> [Work order]:
Copy out each line in the material below that has the word "false".
•••••
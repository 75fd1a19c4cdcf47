//! One verification pass: map, locate, digest, compare.

use std::env;
use std::path::Path;

use tracing::debug;

use binsig_elf::find_section;

use crate::digest::{DIGEST_LEN, ExclusionRange, digest_with_exclusion};
use crate::image::MappedImage;
use crate::sigslot::SIGNATURE_SECTION;
use crate::{Error, Result};

/// Result of comparing a computed digest against the embedded reference.
#[derive(Clone, Copy, Debug, PartialEq, Eq)]
pub enum Outcome {
    Match,
    Mismatch,
}

/// Compute the digest of the executable image at `path`, excluding its
/// signature section if present.
///
/// The mapping lives only for the duration of this call and is released
/// on every exit path.
///
/// # Errors
///
/// Returns an error if the file cannot be opened, stat'ed, or mapped, if
/// the image is not a well-formed native ELF64 container, or if the
/// signature section's span does not fit inside the file.
pub fn compute_digest(path: &Path) -> Result<[u8; DIGEST_LEN]> {
    let image = MappedImage::open(path)?;
    let exclusion = signature_range(&image)?;
    Ok(digest_with_exclusion(&image, exclusion))
}

/// Compute the digest of the running process's own on-disk image.
///
/// # Errors
///
/// As [`compute_digest`], plus an error if the executable's path cannot
/// be resolved.
pub fn self_digest() -> Result<[u8; DIGEST_LEN]> {
    let path = env::current_exe().map_err(Error::SelfPath)?;
    compute_digest(&path)
}

/// Byte-for-byte comparison of computed and reference digests.
#[must_use]
pub fn verify(computed: &[u8; DIGEST_LEN], reference: &[u8; DIGEST_LEN]) -> Outcome {
    if computed == reference {
        Outcome::Match
    } else {
        Outcome::Mismatch
    }
}

/// Locate the signature section and validate its span against the image.
///
/// A missing section yields `None` and the whole file gets hashed. A
/// present section whose span does not fit the file means the image is
/// corrupt and is reported as an error.
fn signature_range(image: &[u8]) -> Result<Option<ExclusionRange>> {
    let Some(range) = find_section(image, SIGNATURE_SECTION)? else {
        debug!(
            section = SIGNATURE_SECTION,
            "signature section absent, hashing entire file"
        );
        return Ok(None);
    };

    let len = image.len() as u64;
    let fits = range
        .offset
        .checked_add(range.size)
        .is_some_and(|end| end <= len);
    if !fits {
        return Err(Error::RangeOutOfBounds {
            offset: range.offset,
            size: range.size,
            len,
        });
    }

    debug!(
        offset = range.offset,
        size = range.size,
        "excluding signature section"
    );
    Ok(Some(ExclusionRange {
        offset: range.offset as usize,
        size: range.size as usize,
    }))
}
use std::fmt;
use std::ops::Deref;

use educe::Educe;
use zeroize::Zeroize;

/// Byte storage backing raw, byte-array and big-number tags.
///
/// A secure buffer wipes its contents when dropped, cleared, truncated, or moved to a larger
/// allocation, so sensitive material doesn't linger in freed memory. Equality only looks at the
/// bytes.
#[derive(Clone, Educe)]
#[educe(PartialEq, Default)]
pub struct TagBuffer {
    data: Vec<u8>,
    #[educe(PartialEq(ignore))]
    secure: bool,
}

impl TagBuffer {
    pub fn new(secure: bool) -> Self {
        Self {
            data: Vec::new(),
            secure,
        }
    }

    pub fn from_slice(data: &[u8], secure: bool) -> Self {
        let mut buf = Self::new(secure);
        buf.extend_from_slice(data);
        buf
    }

    pub fn secure(&self) -> bool {
        self.secure
    }

    pub fn as_slice(&self) -> &[u8] {
        &self.data
    }

    /// Replace the whole contents.
    pub fn set(&mut self, data: &[u8]) {
        self.clear();
        self.extend_from_slice(data);
    }

    pub fn extend_from_slice(&mut self, data: &[u8]) {
        self.reserve(data.len());
        self.data.extend_from_slice(data);
    }

    pub fn push(&mut self, byte: u8) {
        self.extend_from_slice(&[byte]);
    }

    pub fn truncate(&mut self, len: usize) {
        if len >= self.data.len() {
            return;
        }
        if self.secure {
            self.data[len..].zeroize();
        }
        self.data.truncate(len);
    }

    pub fn clear(&mut self) {
        self.truncate(0);
    }

    fn reserve(&mut self, additional: usize) {
        if self.data.capacity() - self.data.len() >= additional {
            return;
        }
        if !self.secure {
            self.data.reserve(additional);
            return;
        }
        // Growing in place could leave a copy behind in the old allocation.
        let want = (self.data.len() + additional).max(self.data.capacity() * 2);
        let mut grown = Vec::with_capacity(want);
        grown.extend_from_slice(&self.data);
        let mut old = std::mem::replace(&mut self.data, grown);
        old.zeroize();
    }
}

impl Deref for TagBuffer {
    type Target = [u8];

    fn deref(&self) -> &[u8] {
        &self.data
    }
}

impl AsRef<[u8]> for TagBuffer {
    fn as_ref(&self) -> &[u8] {
        &self.data
    }
}

impl fmt::Debug for TagBuffer {
    fn fmt(&self, f: &mut fmt::Formatter) -> fmt::Result {
        if self.secure {
            write!(f, "TagBuffer(<{} secure bytes>)", self.data.len())
        } else {
            write!(f, "TagBuffer({:02x?})", self.data)
        }
    }
}

impl Drop for TagBuffer {
    fn drop(&mut self) {
        if self.secure {
            self.data.zeroize();
        }
    }
}
use iltag::id::*;
use iltag::*;

fn decode_all(factory: &StandardTagFactory, data: &[u8]) -> Result<Box<dyn Tag>> {
    let mut cursor = data;
    let tag = factory.deserialize(&mut cursor)?;
    assert!(cursor.is_empty(), "{} bytes left over", cursor.len());
    Ok(tag)
}

#[test]
fn array_of_int_and_string() {
    let mut array = TagArrayTag::new();
    array.push(Box::new(Int32Tag::new(-5))).unwrap();
    array.push(Box::new(StringTag::new("ok"))).unwrap();

    let data = array.to_vec();
    assert_eq!(
        data,
        vec![0x15, 0x0A, 0x02, 0x06, 0xFF, 0xFF, 0xFF, 0xFB, 0x11, 0x02, 0x6F, 0x6B]
    );
    assert_eq!(array.encoded_size(), 12);

    let tag = decode_all(&StandardTagFactory::default(), &data).unwrap();
    assert_eq!(tag.id(), TAG_ILTAG_ARRAY);
    let back = tag.downcast_ref::<TagArrayTag>().unwrap();
    assert_eq!(back.len(), 2);
    assert_eq!(back[0].downcast_ref::<Int32Tag>().unwrap().value(), -5);
    assert_eq!(back[1].downcast_ref::<StringTag>().unwrap().value(), "ok");
    assert!(tag_eq(tag.as_ref(), &array));
}

#[test]
fn implicit_and_explicit_sizes() {
    let implicit: Vec<Box<dyn Tag>> = vec![
        Box::new(NullTag::default()),
        Box::new(BoolTag::new(true)),
        Box::new(UInt16Tag::new(7)),
        Box::new(Binary64Tag::new(0.5)),
        Box::new(ILIntTag::new(1 << 20)),
    ];
    for tag in implicit.iter() {
        assert!(tag.is_implicit());
        let data = tag.to_vec();
        assert_eq!(data.len() as u64, 1 + tag.value_size());
    }

    let explicit: Vec<Box<dyn Tag>> = vec![
        Box::new(StringTag::new("x".repeat(300))),
        Box::new(ByteArrayTag::from_bytes(&[9; 10])),
        Box::new(ILIntArrayTag::from(vec![1, 2, 3])),
        Box::new(RawTag::from_bytes(1000, &[1, 2])),
    ];
    for tag in explicit.iter() {
        assert!(!tag.is_implicit());
        let data = tag.to_vec();
        let mut header = Vec::new();
        varint::encode_vec(tag.id(), &mut header);
        varint::encode_vec(tag.value_size(), &mut header);
        assert_eq!(&data[..header.len()], &header[..]);
        assert_eq!(data.len() as u64, tag.encoded_size());

        let back = decode_all(&StandardTagFactory::default(), &data).unwrap();
        assert_eq!(back.to_vec(), data);
    }
}

fn with_declared_len(id: TagId, len: u64, value: &[u8]) -> Vec<u8> {
    let mut data = Vec::new();
    varint::encode_vec(id, &mut data);
    varint::encode_vec(len, &mut data);
    data.extend_from_slice(value);
    data
}

fn assert_size_mismatch(factory: &StandardTagFactory, id: TagId, data: &[u8]) {
    let mut cursor = data;
    match factory.deserialize(&mut cursor) {
        Err(Error::ValueSizeMismatch { id: found, .. }) => assert_eq!(found, id),
        other => panic!("expected a size mismatch for id {}, got {:?}", id, other),
    }
    assert_eq!(cursor.len(), data.len());
}

#[test]
fn container_must_be_exact() {
    let mut array = TagArrayTag::new();
    array.push(Box::new(Int32Tag::new(1))).unwrap();
    array.push(Box::new(NullTag::default())).unwrap();
    let mut value = Vec::new();
    array.serialize_value(&mut value);
    let declared = value.len() as u64;
    let factory = StandardTagFactory::default();

    // Any byte past the counted entries is refused, including a complete null or bool prefix.
    for extra in 0..=255u8 {
        let mut padded = value.clone();
        padded.push(extra);
        let data = with_declared_len(TAG_ILTAG_ARRAY, declared + 1, &padded);
        assert_size_mismatch(&factory, TAG_ILTAG_ARRAY, &data);
    }

    // Declaring one byte fewer cuts the null tag off.
    let data = with_declared_len(TAG_ILTAG_ARRAY, declared - 1, &value);
    assert_size_mismatch(&factory, TAG_ILTAG_ARRAY, &data);

    let data = with_declared_len(TAG_ILTAG_ARRAY, declared, &value);
    let tag = decode_all(&factory, &data).unwrap();
    assert_eq!(tag.downcast_ref::<TagArrayTag>().unwrap().len(), 2);
}

#[test]
fn ilint_array_must_be_exact() {
    let array = ILIntArrayTag::from(vec![1, 2, 300]);
    let mut value = Vec::new();
    array.serialize_value(&mut value);
    assert_eq!(value, [0x03, 0x01, 0x02, 0xF8, 0x34]);
    let declared = value.len() as u64;
    let factory = StandardTagFactory::default();

    for extra in 0..=255u8 {
        let mut padded = value.clone();
        padded.push(extra);
        let data = with_declared_len(TAG_ILINT64_ARRAY, declared + 1, &padded);
        assert_size_mismatch(&factory, TAG_ILINT64_ARRAY, &data);
    }

    // One byte short splits the last entry.
    let data = with_declared_len(TAG_ILINT64_ARRAY, declared - 1, &value);
    assert_size_mismatch(&factory, TAG_ILINT64_ARRAY, &data);

    let data = with_declared_len(TAG_ILINT64_ARRAY, declared, &value);
    let tag = decode_all(&factory, &data).unwrap();
    assert_eq!(
        tag.downcast_ref::<ILIntArrayTag>().unwrap().as_slice(),
        &[1, 2, 300]
    );
}

#[test]
fn tag_sequence_reads_to_the_end() {
    let mut seq = TagSequenceTag::new();
    seq.push(Box::new(NullTag::default())).unwrap();
    seq.push(Box::new(Int32Tag::new(1))).unwrap();
    let mut value = Vec::new();
    seq.serialize_value(&mut value);
    let declared = value.len() as u64;
    let factory = StandardTagFactory::default();

    // A trailing null is one more entry.
    let mut padded = value.clone();
    padded.push(0x00);
    let data = with_declared_len(TAG_ILTAG_SEQ, declared + 1, &padded);
    let tag = decode_all(&factory, &data).unwrap();
    assert_eq!(tag.downcast_ref::<TagSequenceTag>().unwrap().len(), 3);

    // A trailing bool id has no byte left for its value.
    let mut padded = value.clone();
    padded.push(0x01);
    let data = with_declared_len(TAG_ILTAG_SEQ, declared + 1, &padded);
    assert_size_mismatch(&factory, TAG_ILTAG_SEQ, &data);

    // One byte short splits the Int32.
    let data = with_declared_len(TAG_ILTAG_SEQ, declared - 1, &value);
    assert_size_mismatch(&factory, TAG_ILTAG_SEQ, &data);
}

#[test]
fn unknown_id_policy() {
    let raw = RawTag::from_bytes(9999, &[0xDE, 0xAD, 0xBE, 0xEF]);
    let data = raw.to_vec();

    let lenient = StandardTagFactory::new(false, false);
    let tag = decode_all(&lenient, &data).unwrap();
    assert!(tag.is::<RawTag>());
    assert_eq!(tag.id(), 9999);
    assert_eq!(tag.to_vec(), data);

    let strict = StandardTagFactory::new(false, true);
    let mut cursor = &data[..];
    assert_eq!(strict.deserialize(&mut cursor), Err(Error::UnknownTagId(9999)));

    // Unknown ids inside a container follow the same policy.
    let mut array = TagArrayTag::new();
    array.push(Box::new(raw)).unwrap();
    let data = array.to_vec();
    assert!(decode_all(&lenient, &data).is_ok());
    let mut cursor = &data[..];
    assert_eq!(strict.deserialize(&mut cursor), Err(Error::UnknownTagId(9999)));
}

#[test]
fn secure_factory() {
    let data = ByteArrayTag::from_bytes(b"secret").to_vec();
    let factory = StandardTagFactory::with_config(FactoryConfig::new(true, false));
    let tag = decode_all(&factory, &data).unwrap();
    let bytes = tag.downcast_ref::<ByteArrayTag>().unwrap();
    assert!(bytes.secure());
    assert_eq!(bytes.value().as_slice(), b"secret");
}

#[test]
fn ilint_boundaries() {
    let mut buf = [0u8; varint::MAX_SIZE];
    for (v, expect) in [
        (0u64, &[0x00][..]),
        (247, &[0xF7][..]),
        (248, &[0xF8, 0x00][..]),
        (503, &[0xF8, 0xFF][..]),
        (504, &[0xF9, 0x01, 0x00][..]),
        (
            u64::MAX,
            &[0xFF, 0xFF, 0xFF, 0xFF, 0xFF, 0xFF, 0xFF, 0xFF, 0x07][..],
        ),
    ] {
        let len = varint::encode(v, &mut buf).unwrap();
        assert_eq!(&buf[..len], expect);
        assert_eq!(varint::decode(expect).unwrap(), (v, len));
    }

    // 0xF8 followed by a byte is always 248 more than that byte.
    assert_eq!(varint::decode(&[0xF8, 0x05]).unwrap(), (253, 2));
    assert!(matches!(
        varint::decode(&[0xF9, 0x00, 0x05]),
        Err(Error::NonCanonicalEncoding { .. })
    ));
    assert_eq!(
        varint::decode(&[0xFF, 0xFF, 0xFF, 0xFF, 0xFF, 0xFF, 0xFF, 0xFF, 0x08]),
        Err(Error::Overflow)
    );
}

#[test]
fn header_sizes() {
    let flag = BoolTag::new(true);
    assert_eq!(flag.encoded_size(), varint::size(TAG_BOOL) as u64 + 1);
    let text = StringTag::new("ab");
    assert_eq!(
        text.encoded_size(),
        (varint::size(TAG_STRING) + varint::size(2)) as u64 + 2
    );
}

#[test]
fn empty_values() {
    let factory = StandardTagFactory::default();
    // Arrays still write their zero count.
    let empties: Vec<(Box<dyn Tag>, usize)> = vec![
        (Box::new(StringTag::default()), 2),
        (Box::new(ByteArrayTag::default()), 2),
        (Box::new(BigIntTag::default()), 2),
        (Box::new(TagSequenceTag::new()), 2),
        (Box::new(ILIntArrayTag::new()), 3),
        (Box::new(TagArrayTag::new()), 3),
    ];
    for (tag, len) in empties.iter() {
        let data = tag.to_vec();
        assert_eq!(data.len(), *len, "tag id {}", tag.id());
        let back = decode_all(&factory, &data).unwrap();
        assert_eq!(&back, tag);
    }
}
#![no_main]
use iltag::{StandardTagFactory, Tag, TagFactory};
use libfuzzer_sys::fuzz_target;

fuzz_target!(|data: &[u8]| {
    let factory = StandardTagFactory::default();
    let mut cursor = data;
    if let Ok(tag) = factory.deserialize(&mut cursor) {
        // Decoding only accepts canonical input, so encoding gives back exactly what was read.
        let used = data.len() - cursor.len();
        assert_eq!(tag.to_vec(), &data[..used]);
    }
});
//! The standard tag types, one per catalog id.

mod array;
mod blob;
mod scalar;

pub use self::array::*;
pub use self::blob::*;
pub use self::scalar::*;
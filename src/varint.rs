//! ILInt, the variable-length unsigned integer used for every id and length in the tag format.
//!
//! Values below [`BASE`] are a single byte. Anything larger is a prefix byte `BASE + (n - 1)`
//! followed by `n` big-endian bytes (1 to 8) holding `value - BASE`. Each value has exactly one
//! valid encoding, and decoding rejects any other.

use byteorder::{BigEndian, ReadBytesExt};

use crate::error::{Error, Result};

/// Smallest value that needs more than one byte, and the lowest multi-byte prefix.
pub const BASE: u64 = 0xF8;

/// Longest possible encoding, in bytes.
pub const MAX_SIZE: usize = 9;

/// Number of bytes needed to encode `v`.
pub fn size(v: u64) -> usize {
    if v < BASE {
        1
    } else {
        let magnitude = 8 - ((v - BASE).leading_zeros() as usize / 8);
        1 + magnitude.max(1)
    }
}

/// Total encoded length announced by a first byte, including the byte itself.
pub fn encoded_len(prefix: u8) -> usize {
    if (prefix as u64) < BASE {
        1
    } else {
        (prefix as u64 - BASE) as usize + 2
    }
}

/// Encode `v` at the start of `out`, returning the number of bytes written. Nothing is written if
/// `out` is shorter than [`size`]`(v)`.
pub fn encode(v: u64, out: &mut [u8]) -> Result<usize> {
    let len = size(v);
    if out.len() < len {
        return Err(Error::InvalidArgument(format!(
            "ILInt {} needs {} bytes, but only {} are available",
            v,
            len,
            out.len()
        )));
    }
    write(v, len, out);
    Ok(len)
}

/// Append the encoding of `v` to a byte vector.
pub fn encode_vec(v: u64, buf: &mut Vec<u8>) {
    let mut tmp = [0u8; MAX_SIZE];
    let len = size(v);
    write(v, len, &mut tmp);
    buf.extend_from_slice(&tmp[..len]);
}

// `len` must be `size(v)`, and `out` at least that long.
fn write(v: u64, len: usize, out: &mut [u8]) {
    if len == 1 {
        out[0] = v as u8;
    } else {
        out[0] = (BASE as usize + len - 2) as u8;
        let magnitude = (v - BASE).to_be_bytes();
        out[1..len].copy_from_slice(&magnitude[MAX_SIZE - len..]);
    }
}

/// Decode one value from the start of `inp`, returning it with the number of bytes consumed.
pub fn decode(inp: &[u8]) -> Result<(u64, usize)> {
    let mut data = inp;
    let v = read(&mut data)?;
    Ok((v, inp.len() - data.len()))
}

/// Read one value off the front of a byte cursor. The cursor only advances on success.
pub fn read(buf: &mut &[u8]) -> Result<u64> {
    let mut data = *buf;
    let prefix = data
        .read_u8()
        .map_err(|_| Error::truncated("decode ILInt prefix", 0, 1))?;
    if (prefix as u64) < BASE {
        *buf = data;
        return Ok(prefix as u64);
    }

    let len = encoded_len(prefix);
    let body = len - 1;
    if data.len() < body {
        return Err(Error::truncated("decode ILInt body", data.len(), body));
    }
    let magnitude = data
        .read_uint::<BigEndian>(body)
        .map_err(|_| Error::truncated("decode ILInt body", data.len(), body))?;
    if magnitude > u64::MAX - BASE {
        return Err(Error::Overflow);
    }
    let v = magnitude + BASE;
    if size(v) != len {
        return Err(Error::NonCanonicalEncoding {
            value: v,
            expected: size(v),
            actual: len,
        });
    }
    *buf = data;
    Ok(v)
}

#[cfg(test)]
mod test {
    use super::*;
    use rand::Rng;

    fn edge_cases() -> Vec<(u64, usize)> {
        let mut cases = vec![(0, 1), (1, 1), (BASE - 1, 1), (BASE, 2)];
        for bytes in 1..8u32 {
            let top = BASE + (1u64 << (8 * bytes)) - 1;
            cases.push((top, bytes as usize + 1));
            cases.push((top + 1, bytes as usize + 2));
        }
        cases.push((u64::MAX - 1, 9));
        cases.push((u64::MAX, 9));
        cases
    }

    #[test]
    fn sizes() {
        assert_eq!(size(247), 1);
        assert_eq!(size(248), 2);
        assert_eq!(size(247 + 255), 2);
        assert_eq!(size(247 + 256), 2);
        assert_eq!(size(248 + 256), 3);
        assert_eq!(size(0xFFFF_FFFF_FFFF_FFFF), 9);
        for (v, len) in edge_cases() {
            assert_eq!(size(v), len, "size of {}", v);
        }
    }

    #[test]
    fn encoding() {
        let mut out = [0u8; MAX_SIZE];
        assert_eq!(encode(0, &mut out).unwrap(), 1);
        assert_eq!(out[0], 0);
        assert_eq!(encode(247, &mut out).unwrap(), 1);
        assert_eq!(out[0], 0xF7);
        assert_eq!(encode(248, &mut out).unwrap(), 2);
        assert_eq!(&out[..2], &[0xF8, 0x00]);
        assert_eq!(encode(0x1_0000 + 248, &mut out).unwrap(), 4);
        assert_eq!(&out[..4], &[0xFA, 0x01, 0x00, 0x00]);
        assert_eq!(encode(u64::MAX, &mut out).unwrap(), 9);
        assert_eq!(
            &out[..],
            &[0xFF, 0xFF, 0xFF, 0xFF, 0xFF, 0xFF, 0xFF, 0xFF, 0x07]
        );
    }

    #[test]
    fn encode_short_buffer() {
        let mut out = [0xAAu8; 2];
        assert!(matches!(
            encode(0x1_0000, &mut out),
            Err(Error::InvalidArgument(_))
        ));
        assert_eq!(out, [0xAA, 0xAA], "nothing should be written");
        let mut empty: [u8; 0] = [];
        assert!(encode(1, &mut empty).is_err());
    }

    #[test]
    fn encode_vec_matches_encode() {
        let mut buf = Vec::new();
        let mut expected = Vec::new();
        for (v, len) in edge_cases() {
            let mut out = [0u8; MAX_SIZE];
            assert_eq!(encode(v, &mut out).unwrap(), len);
            expected.extend_from_slice(&out[..len]);
            encode_vec(v, &mut buf);
            assert_eq!(buf, expected, "value {}", v);
        }
    }

    #[test]
    fn roundtrip_edges() {
        for (v, len) in edge_cases() {
            let mut buf = Vec::new();
            encode_vec(v, &mut buf);
            assert_eq!(buf.len(), len);
            assert_eq!(encoded_len(buf[0]), len);
            assert_eq!(decode(&buf).unwrap(), (v, len), "value {}", v);
        }
    }

    #[test]
    fn roundtrip_shifts() {
        for s in 0..64 {
            let v = 1u64 << s;
            let mut buf = Vec::new();
            encode_vec(v, &mut buf);
            assert_eq!(decode(&buf).unwrap(), (v, size(v)));
        }
    }

    #[test]
    fn roundtrip_random() {
        let mut rng = rand::thread_rng();
        for _ in 0..10_000 {
            let bits = rng.gen_range(0..64);
            let v: u64 = rng.gen::<u64>() >> bits;
            let mut buf = Vec::new();
            encode_vec(v, &mut buf);
            assert_eq!(decode(&buf).unwrap(), (v, size(v)));
        }
    }

    #[test]
    fn decode_ignores_trailing_bytes() {
        let buf = [0xF8, 0x01, 0xAB, 0xCD];
        assert_eq!(decode(&buf).unwrap(), (249, 2));
    }

    #[test]
    fn empty() {
        assert!(matches!(decode(&[]), Err(Error::TruncatedInput { .. })));
    }

    #[test]
    fn not_enough_bytes() {
        let mut buf = Vec::new();
        encode_vec(u64::MAX, &mut buf);
        for cut in 1..buf.len() {
            assert!(
                matches!(decode(&buf[..cut]), Err(Error::TruncatedInput { .. })),
                "cut at {} should fail",
                cut
            );
        }
    }

    #[test]
    fn overflow() {
        let buf = [0xFF; 9];
        assert_eq!(decode(&buf), Err(Error::Overflow));
        // The largest magnitude that still fits is u64::MAX itself.
        let mut buf = vec![0xFF];
        buf.extend_from_slice(&(u64::MAX - BASE).to_be_bytes());
        assert_eq!(decode(&buf).unwrap(), (u64::MAX, 9));
    }

    #[test]
    fn not_shortest() {
        // A 0xF8 prefix adds 248 to the byte after it, so no value below 248 has a two-byte form.
        // [0xF8, v] is the shortest encoding of v + 248, never a longer spelling of v.
        for v in 0..BASE {
            let (decoded, len) = decode(&[0xF8, v as u8]).unwrap();
            assert_ne!(decoded, v);
            assert_eq!((decoded, len), (v + BASE, 2));
        }
        // 253 stretched to three bytes.
        let err = decode(&[0xF9, 0x00, 0x05]).unwrap_err();
        assert_eq!(
            err,
            Error::NonCanonicalEncoding {
                value: 253,
                expected: 2,
                actual: 3
            }
        );
        // 249 stretched to nine bytes.
        let mut buf = vec![0xFF];
        buf.extend_from_slice(&1u64.to_be_bytes());
        assert!(matches!(
            decode(&buf),
            Err(Error::NonCanonicalEncoding { value: 249, .. })
        ));
    }

    #[test]
    fn cursor_only_advances_on_success() {
        let data = [0xF9, 0x00, 0x05, 0x01];
        let mut cursor = &data[..];
        assert!(read(&mut cursor).is_err());
        assert_eq!(cursor.len(), data.len());

        let data = [0xF8, 0x01, 0x07];
        let mut cursor = &data[..];
        assert_eq!(read(&mut cursor).unwrap(), 249);
        assert_eq!(read(&mut cursor).unwrap(), 7);
        assert!(cursor.is_empty());
    }
}
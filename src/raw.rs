use crate::buffer::TagBuffer;
use crate::error::Result;
use crate::factory::DecodeContext;
use crate::id::TagId;
use crate::tag::Tag;

/// Opaque tag holding its value bytes as-is.
///
/// A lenient factory builds these for ids it doesn't recognize, so unknown data survives a
/// decode/encode cycle byte for byte.
#[derive(Clone, Debug, PartialEq)]
pub struct RawTag {
    id: TagId,
    value: TagBuffer,
}

impl RawTag {
    pub fn new(id: TagId, secure: bool) -> Self {
        Self {
            id,
            value: TagBuffer::new(secure),
        }
    }

    pub fn from_bytes(id: TagId, value: &[u8]) -> Self {
        Self {
            id,
            value: TagBuffer::from_slice(value, false),
        }
    }

    pub fn value(&self) -> &TagBuffer {
        &self.value
    }

    pub fn value_mut(&mut self) -> &mut TagBuffer {
        &mut self.value
    }

    pub fn secure(&self) -> bool {
        self.value.secure()
    }
}

impl Tag for RawTag {
    fn id(&self) -> TagId {
        self.id
    }

    fn value_size(&self) -> u64 {
        self.value.len() as u64
    }

    fn serialize_value(&self, buf: &mut Vec<u8>) {
        buf.extend_from_slice(&self.value);
    }

    fn deserialize_value(&mut self, _: &mut DecodeContext<'_>, value: &[u8]) -> Result<()> {
        self.value.set(value);
        Ok(())
    }

    crate::tag_any!();
}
•••••
> [Written answer]:
    let lenient = StandardTagFactory::new(false, false);
    let strict = StandardTagFactory::new(false, true);
    let factory = StandardTagFactory::with_config(FactoryConfig::new(true, false));
            value: TagBuffer::from_slice(value, false),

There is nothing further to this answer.